INFORMATION PROVIDED »
Start of Block

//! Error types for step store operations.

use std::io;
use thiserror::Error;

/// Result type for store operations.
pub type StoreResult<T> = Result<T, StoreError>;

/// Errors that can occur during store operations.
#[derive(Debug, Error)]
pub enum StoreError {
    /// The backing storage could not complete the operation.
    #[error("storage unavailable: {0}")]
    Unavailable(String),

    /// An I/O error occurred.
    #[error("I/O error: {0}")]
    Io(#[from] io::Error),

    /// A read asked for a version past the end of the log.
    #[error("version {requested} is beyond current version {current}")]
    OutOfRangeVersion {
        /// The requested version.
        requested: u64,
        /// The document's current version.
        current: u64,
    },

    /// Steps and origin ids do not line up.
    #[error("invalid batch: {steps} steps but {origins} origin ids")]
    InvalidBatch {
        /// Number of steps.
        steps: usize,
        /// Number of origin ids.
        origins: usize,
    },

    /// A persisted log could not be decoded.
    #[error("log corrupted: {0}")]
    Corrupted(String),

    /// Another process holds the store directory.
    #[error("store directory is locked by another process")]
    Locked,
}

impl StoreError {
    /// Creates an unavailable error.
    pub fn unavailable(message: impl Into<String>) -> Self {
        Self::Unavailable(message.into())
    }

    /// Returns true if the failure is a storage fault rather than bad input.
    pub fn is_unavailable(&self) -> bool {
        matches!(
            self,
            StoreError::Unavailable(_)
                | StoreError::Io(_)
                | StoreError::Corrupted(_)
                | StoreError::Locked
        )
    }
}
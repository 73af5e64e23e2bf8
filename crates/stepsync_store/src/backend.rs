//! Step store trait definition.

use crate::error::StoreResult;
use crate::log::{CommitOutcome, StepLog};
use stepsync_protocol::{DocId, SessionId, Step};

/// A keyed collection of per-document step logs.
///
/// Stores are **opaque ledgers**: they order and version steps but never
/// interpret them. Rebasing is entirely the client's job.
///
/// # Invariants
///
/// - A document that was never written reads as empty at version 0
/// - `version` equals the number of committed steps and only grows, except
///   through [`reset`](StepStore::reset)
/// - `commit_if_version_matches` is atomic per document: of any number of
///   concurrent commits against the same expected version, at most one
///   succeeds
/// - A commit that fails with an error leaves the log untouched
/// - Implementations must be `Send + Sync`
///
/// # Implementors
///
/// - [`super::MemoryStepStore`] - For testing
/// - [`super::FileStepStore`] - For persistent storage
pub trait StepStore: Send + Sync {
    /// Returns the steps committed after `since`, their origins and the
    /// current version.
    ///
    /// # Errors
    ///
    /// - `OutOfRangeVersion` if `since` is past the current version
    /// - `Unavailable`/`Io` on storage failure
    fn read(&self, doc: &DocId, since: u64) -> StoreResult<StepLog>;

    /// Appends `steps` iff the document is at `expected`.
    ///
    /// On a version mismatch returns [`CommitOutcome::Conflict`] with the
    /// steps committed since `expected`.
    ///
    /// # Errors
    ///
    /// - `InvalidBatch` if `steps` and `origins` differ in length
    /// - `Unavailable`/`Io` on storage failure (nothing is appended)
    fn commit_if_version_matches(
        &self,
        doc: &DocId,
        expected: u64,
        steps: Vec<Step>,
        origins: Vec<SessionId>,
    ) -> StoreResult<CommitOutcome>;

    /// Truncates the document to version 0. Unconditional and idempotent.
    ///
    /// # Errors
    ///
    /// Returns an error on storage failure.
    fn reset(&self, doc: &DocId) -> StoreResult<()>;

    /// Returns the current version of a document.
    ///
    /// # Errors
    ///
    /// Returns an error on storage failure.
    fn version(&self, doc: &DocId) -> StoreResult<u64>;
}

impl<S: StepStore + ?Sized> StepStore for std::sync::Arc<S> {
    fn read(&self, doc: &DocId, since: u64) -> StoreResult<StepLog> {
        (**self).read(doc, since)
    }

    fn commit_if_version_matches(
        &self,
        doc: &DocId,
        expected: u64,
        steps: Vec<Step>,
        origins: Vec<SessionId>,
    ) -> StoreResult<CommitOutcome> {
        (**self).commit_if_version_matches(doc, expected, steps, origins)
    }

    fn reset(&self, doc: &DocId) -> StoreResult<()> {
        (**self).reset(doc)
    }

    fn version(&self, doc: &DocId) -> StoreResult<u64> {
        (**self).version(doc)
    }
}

End of Block

Every line of the listing that includes the word "Send" belongs in the answer.

REPLY TO THE EXERCISE »
/// - Implementations must be `Send + Sync`
pub trait StepStore: Send + Sync {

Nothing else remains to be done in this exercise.